SOURCE DATA:

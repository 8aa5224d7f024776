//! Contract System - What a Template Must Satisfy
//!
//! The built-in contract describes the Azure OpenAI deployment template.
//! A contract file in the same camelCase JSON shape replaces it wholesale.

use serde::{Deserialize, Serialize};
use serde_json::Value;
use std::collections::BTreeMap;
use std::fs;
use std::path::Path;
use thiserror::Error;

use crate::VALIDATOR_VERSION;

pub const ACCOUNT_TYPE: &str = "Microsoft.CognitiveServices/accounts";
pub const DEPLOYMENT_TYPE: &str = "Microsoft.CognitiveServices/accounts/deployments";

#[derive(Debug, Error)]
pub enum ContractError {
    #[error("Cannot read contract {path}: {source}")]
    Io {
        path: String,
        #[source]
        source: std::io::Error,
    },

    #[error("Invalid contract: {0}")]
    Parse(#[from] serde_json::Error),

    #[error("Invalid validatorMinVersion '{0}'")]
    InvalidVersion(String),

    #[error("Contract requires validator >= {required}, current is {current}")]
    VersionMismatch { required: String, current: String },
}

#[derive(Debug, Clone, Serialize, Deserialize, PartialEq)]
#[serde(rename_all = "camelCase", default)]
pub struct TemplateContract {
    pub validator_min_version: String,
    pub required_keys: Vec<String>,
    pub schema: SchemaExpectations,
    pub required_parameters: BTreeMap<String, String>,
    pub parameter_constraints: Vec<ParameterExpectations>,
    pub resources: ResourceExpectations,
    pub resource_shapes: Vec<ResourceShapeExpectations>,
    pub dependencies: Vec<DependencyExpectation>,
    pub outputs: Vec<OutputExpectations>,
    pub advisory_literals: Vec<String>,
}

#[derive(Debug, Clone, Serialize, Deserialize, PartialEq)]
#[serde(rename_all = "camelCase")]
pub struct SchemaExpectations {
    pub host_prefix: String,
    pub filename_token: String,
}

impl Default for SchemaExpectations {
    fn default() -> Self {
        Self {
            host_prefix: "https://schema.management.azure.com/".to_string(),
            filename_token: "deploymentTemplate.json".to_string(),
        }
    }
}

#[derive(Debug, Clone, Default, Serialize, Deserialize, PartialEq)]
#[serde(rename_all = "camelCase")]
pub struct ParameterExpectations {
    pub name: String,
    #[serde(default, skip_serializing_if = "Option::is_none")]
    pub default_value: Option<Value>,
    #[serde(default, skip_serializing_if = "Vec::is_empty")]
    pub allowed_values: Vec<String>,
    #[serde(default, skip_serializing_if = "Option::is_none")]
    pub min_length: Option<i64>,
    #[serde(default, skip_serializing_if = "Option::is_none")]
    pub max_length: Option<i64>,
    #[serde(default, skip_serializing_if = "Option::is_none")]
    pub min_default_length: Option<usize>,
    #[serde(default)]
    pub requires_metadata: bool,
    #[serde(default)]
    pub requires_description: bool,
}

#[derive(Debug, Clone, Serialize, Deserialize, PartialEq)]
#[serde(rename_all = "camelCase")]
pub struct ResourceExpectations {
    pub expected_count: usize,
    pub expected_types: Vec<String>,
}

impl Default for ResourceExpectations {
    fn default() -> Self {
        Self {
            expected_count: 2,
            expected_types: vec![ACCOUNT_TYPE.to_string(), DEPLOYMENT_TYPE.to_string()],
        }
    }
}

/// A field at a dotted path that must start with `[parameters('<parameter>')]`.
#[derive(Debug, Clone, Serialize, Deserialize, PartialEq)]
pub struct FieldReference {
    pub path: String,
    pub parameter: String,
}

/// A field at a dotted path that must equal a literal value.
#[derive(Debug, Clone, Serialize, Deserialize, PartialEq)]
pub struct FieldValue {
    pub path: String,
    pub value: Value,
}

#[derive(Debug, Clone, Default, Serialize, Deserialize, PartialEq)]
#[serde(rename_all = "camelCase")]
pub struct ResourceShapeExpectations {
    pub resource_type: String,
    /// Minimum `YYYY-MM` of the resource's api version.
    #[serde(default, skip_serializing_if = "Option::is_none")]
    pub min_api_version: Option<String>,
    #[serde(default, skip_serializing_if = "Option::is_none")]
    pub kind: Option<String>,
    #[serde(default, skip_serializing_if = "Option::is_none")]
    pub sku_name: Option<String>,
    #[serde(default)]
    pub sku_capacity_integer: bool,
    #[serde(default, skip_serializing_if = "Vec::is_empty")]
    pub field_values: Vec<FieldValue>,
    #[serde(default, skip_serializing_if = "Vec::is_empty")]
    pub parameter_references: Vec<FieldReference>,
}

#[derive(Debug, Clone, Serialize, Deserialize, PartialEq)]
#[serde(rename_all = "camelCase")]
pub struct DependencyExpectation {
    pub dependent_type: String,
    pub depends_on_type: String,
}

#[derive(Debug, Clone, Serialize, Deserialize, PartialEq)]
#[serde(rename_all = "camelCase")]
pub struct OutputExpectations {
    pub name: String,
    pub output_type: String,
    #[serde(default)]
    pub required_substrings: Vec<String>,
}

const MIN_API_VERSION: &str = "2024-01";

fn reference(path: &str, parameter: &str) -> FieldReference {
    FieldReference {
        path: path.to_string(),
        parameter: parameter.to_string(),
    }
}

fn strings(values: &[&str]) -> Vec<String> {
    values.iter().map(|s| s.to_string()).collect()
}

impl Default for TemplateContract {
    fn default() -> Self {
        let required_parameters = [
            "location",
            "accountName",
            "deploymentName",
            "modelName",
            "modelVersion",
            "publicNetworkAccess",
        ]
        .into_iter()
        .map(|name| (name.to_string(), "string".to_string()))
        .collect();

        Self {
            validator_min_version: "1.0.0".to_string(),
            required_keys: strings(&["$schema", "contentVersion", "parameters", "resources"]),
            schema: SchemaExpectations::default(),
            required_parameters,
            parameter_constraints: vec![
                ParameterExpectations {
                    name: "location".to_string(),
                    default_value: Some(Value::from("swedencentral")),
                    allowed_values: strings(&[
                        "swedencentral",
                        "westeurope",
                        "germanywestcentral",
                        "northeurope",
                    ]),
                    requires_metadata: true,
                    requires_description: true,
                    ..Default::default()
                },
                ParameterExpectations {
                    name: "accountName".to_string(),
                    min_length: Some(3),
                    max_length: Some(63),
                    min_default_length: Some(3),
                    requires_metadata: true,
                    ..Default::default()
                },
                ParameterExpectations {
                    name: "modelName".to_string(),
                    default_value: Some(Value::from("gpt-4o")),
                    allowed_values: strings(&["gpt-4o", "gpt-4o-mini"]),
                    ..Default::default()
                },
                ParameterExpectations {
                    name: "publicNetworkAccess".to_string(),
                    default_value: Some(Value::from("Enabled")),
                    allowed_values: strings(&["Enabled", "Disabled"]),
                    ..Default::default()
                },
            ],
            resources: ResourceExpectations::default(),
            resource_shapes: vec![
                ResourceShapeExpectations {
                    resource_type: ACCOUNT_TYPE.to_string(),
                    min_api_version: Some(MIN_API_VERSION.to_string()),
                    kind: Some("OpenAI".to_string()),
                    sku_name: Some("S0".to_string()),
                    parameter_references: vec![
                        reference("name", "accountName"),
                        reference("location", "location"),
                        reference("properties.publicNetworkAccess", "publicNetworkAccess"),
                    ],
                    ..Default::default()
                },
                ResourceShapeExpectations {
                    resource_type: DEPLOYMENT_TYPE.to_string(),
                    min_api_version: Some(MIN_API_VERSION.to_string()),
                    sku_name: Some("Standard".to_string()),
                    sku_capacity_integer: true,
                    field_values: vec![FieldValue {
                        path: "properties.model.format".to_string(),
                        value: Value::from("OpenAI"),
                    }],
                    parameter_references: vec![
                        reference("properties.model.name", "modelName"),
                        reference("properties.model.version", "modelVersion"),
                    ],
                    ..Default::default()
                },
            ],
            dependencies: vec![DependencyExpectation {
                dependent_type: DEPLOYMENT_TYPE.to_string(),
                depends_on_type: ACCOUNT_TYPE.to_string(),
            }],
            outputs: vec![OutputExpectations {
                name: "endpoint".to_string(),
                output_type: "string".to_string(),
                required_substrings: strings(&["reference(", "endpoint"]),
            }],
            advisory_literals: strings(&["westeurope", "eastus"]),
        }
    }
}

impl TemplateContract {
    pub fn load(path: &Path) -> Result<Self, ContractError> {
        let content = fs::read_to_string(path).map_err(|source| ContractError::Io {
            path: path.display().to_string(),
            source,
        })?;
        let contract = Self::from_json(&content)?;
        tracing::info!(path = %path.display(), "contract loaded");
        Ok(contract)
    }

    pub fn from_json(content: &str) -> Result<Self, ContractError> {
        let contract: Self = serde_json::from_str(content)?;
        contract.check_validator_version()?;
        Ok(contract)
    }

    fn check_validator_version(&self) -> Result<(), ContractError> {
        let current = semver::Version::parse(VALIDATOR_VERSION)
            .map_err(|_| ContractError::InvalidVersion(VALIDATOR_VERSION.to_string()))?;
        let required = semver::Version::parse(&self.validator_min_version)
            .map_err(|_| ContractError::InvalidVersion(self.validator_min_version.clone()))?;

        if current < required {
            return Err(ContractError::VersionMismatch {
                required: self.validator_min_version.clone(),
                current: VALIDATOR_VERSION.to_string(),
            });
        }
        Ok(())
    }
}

---

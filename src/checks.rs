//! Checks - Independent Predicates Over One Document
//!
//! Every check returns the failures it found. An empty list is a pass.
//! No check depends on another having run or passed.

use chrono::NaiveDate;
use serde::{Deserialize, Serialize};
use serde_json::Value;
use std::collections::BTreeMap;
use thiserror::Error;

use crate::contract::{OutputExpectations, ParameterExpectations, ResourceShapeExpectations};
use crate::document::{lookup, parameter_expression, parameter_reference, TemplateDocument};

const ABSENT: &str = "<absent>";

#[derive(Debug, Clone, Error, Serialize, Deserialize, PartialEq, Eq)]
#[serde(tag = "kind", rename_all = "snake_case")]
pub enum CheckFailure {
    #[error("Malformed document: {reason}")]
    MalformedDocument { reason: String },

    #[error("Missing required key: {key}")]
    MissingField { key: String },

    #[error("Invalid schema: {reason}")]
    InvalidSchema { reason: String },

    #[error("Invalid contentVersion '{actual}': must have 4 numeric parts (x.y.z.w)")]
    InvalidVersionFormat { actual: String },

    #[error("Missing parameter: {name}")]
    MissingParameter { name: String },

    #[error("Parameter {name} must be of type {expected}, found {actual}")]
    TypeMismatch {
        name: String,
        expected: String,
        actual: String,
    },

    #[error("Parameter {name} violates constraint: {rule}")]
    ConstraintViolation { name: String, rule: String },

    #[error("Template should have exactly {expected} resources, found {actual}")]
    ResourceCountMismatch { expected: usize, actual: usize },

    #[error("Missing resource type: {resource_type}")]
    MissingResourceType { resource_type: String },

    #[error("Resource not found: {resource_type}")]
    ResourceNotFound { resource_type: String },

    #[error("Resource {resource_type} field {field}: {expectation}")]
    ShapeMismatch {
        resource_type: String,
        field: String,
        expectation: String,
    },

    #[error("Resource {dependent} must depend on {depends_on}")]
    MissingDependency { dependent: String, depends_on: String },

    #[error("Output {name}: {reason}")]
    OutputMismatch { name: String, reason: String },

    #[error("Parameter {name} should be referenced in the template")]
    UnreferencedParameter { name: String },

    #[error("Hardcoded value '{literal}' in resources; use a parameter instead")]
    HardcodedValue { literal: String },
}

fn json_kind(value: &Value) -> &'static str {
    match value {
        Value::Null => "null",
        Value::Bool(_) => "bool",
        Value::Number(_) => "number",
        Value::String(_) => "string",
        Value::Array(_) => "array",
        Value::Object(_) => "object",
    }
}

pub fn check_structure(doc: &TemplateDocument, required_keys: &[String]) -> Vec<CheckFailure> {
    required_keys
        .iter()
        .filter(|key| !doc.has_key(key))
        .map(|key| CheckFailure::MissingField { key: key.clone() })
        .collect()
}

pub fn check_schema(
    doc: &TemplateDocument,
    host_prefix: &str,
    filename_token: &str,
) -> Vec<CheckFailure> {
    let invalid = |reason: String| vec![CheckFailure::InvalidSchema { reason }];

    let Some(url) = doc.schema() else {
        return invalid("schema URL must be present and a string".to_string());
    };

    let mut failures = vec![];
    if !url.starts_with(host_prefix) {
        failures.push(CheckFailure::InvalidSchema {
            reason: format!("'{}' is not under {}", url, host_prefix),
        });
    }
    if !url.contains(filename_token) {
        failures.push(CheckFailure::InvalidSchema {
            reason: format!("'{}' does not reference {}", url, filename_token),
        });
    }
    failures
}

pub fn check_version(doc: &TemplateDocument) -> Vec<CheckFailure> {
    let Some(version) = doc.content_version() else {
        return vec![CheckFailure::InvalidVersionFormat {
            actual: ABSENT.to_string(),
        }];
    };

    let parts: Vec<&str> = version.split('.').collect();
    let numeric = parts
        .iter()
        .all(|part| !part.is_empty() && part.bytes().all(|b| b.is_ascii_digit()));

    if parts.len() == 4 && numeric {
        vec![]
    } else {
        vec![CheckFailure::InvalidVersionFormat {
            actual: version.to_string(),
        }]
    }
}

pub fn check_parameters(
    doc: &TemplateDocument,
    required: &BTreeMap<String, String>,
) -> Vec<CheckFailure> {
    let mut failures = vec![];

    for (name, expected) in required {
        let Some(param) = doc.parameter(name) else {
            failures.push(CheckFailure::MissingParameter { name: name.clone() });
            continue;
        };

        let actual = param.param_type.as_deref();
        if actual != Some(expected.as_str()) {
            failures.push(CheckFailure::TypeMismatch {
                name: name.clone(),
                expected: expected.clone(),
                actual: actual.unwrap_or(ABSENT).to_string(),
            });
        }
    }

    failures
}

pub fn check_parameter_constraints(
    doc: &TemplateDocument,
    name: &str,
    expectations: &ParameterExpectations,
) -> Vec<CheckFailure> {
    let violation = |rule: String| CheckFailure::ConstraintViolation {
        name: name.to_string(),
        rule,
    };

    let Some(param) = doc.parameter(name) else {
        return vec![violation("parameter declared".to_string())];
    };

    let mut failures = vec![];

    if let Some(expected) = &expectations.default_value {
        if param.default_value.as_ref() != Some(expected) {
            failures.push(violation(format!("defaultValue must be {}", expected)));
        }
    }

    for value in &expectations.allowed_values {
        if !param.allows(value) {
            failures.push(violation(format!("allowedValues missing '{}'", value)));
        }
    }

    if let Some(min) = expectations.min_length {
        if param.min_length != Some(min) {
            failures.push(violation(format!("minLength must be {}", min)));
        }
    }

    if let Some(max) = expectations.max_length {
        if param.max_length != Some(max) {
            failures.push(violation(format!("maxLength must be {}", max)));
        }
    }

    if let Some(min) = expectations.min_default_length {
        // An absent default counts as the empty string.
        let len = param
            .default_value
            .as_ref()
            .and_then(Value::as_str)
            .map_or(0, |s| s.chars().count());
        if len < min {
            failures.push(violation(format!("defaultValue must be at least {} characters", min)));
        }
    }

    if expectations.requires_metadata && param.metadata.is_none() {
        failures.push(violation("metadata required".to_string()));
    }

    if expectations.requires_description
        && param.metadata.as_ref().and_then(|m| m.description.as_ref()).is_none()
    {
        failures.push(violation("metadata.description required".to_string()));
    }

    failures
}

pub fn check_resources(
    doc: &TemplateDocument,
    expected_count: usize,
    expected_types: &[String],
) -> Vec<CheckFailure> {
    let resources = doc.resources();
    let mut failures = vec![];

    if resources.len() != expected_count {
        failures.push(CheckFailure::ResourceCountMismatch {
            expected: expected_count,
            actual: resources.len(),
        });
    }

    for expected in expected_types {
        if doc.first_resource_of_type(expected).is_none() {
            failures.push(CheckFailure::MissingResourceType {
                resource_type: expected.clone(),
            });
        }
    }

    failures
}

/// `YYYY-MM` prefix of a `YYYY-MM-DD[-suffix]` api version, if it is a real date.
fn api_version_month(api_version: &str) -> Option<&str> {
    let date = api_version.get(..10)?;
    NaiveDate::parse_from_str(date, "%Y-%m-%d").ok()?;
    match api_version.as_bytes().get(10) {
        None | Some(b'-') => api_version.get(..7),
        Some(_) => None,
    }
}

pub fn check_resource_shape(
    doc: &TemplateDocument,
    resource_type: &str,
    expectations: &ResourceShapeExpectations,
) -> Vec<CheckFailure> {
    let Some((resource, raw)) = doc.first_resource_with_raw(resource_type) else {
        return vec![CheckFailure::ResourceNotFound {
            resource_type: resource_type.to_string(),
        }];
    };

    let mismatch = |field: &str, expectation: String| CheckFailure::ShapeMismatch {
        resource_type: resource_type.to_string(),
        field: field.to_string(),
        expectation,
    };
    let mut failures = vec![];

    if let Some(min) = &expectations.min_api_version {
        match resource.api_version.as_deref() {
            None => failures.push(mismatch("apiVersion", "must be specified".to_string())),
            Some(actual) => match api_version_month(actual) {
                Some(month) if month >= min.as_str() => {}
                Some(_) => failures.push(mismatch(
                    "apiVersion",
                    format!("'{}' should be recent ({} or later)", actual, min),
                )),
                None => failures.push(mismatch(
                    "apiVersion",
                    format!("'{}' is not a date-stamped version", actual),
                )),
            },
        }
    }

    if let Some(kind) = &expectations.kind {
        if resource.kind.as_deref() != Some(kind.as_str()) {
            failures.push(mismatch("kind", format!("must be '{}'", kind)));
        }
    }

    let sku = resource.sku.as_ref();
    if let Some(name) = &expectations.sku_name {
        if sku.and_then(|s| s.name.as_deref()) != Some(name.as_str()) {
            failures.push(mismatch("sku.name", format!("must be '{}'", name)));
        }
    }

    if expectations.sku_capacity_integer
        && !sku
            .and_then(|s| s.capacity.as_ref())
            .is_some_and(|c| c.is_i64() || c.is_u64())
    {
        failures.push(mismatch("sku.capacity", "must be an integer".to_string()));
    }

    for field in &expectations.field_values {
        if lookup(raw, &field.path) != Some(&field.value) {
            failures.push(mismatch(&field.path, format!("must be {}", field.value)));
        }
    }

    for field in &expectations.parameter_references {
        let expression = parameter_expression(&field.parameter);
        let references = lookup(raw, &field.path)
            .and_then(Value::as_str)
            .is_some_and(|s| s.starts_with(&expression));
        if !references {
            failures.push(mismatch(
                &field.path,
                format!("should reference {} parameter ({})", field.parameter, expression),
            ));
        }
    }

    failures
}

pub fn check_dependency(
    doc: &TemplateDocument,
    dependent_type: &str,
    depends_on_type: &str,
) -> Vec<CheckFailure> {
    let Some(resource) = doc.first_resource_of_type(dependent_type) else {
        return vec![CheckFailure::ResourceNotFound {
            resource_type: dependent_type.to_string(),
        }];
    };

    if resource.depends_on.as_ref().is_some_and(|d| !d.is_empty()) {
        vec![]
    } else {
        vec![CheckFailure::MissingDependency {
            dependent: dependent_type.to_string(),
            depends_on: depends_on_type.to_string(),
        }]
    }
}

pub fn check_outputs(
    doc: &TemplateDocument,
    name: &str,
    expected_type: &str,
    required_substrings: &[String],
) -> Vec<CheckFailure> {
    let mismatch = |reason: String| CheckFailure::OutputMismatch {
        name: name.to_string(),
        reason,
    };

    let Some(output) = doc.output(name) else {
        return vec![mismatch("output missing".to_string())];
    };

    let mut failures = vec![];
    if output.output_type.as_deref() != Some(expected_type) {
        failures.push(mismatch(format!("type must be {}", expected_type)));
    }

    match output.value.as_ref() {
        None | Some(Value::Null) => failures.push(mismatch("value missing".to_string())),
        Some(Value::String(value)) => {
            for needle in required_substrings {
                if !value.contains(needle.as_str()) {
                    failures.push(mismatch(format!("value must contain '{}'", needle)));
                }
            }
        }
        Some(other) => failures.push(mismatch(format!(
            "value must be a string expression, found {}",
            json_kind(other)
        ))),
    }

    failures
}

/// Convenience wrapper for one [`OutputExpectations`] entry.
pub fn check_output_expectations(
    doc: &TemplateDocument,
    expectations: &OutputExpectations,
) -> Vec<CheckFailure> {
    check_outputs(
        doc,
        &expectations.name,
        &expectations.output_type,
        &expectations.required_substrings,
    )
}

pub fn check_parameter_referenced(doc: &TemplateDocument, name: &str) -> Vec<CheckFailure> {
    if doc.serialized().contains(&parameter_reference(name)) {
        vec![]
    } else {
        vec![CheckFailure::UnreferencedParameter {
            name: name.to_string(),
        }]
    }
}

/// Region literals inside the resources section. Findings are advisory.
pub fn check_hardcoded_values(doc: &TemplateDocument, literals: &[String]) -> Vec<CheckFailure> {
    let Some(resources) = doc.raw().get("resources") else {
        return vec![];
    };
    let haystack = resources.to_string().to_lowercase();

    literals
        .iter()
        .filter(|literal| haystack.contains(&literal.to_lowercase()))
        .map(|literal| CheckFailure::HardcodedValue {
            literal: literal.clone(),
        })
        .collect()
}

ACTION ITEM: Go through the material line by line, tally each line containing "FieldReference", and give the total only.

SOLUTION TO THE PROBLEM: 4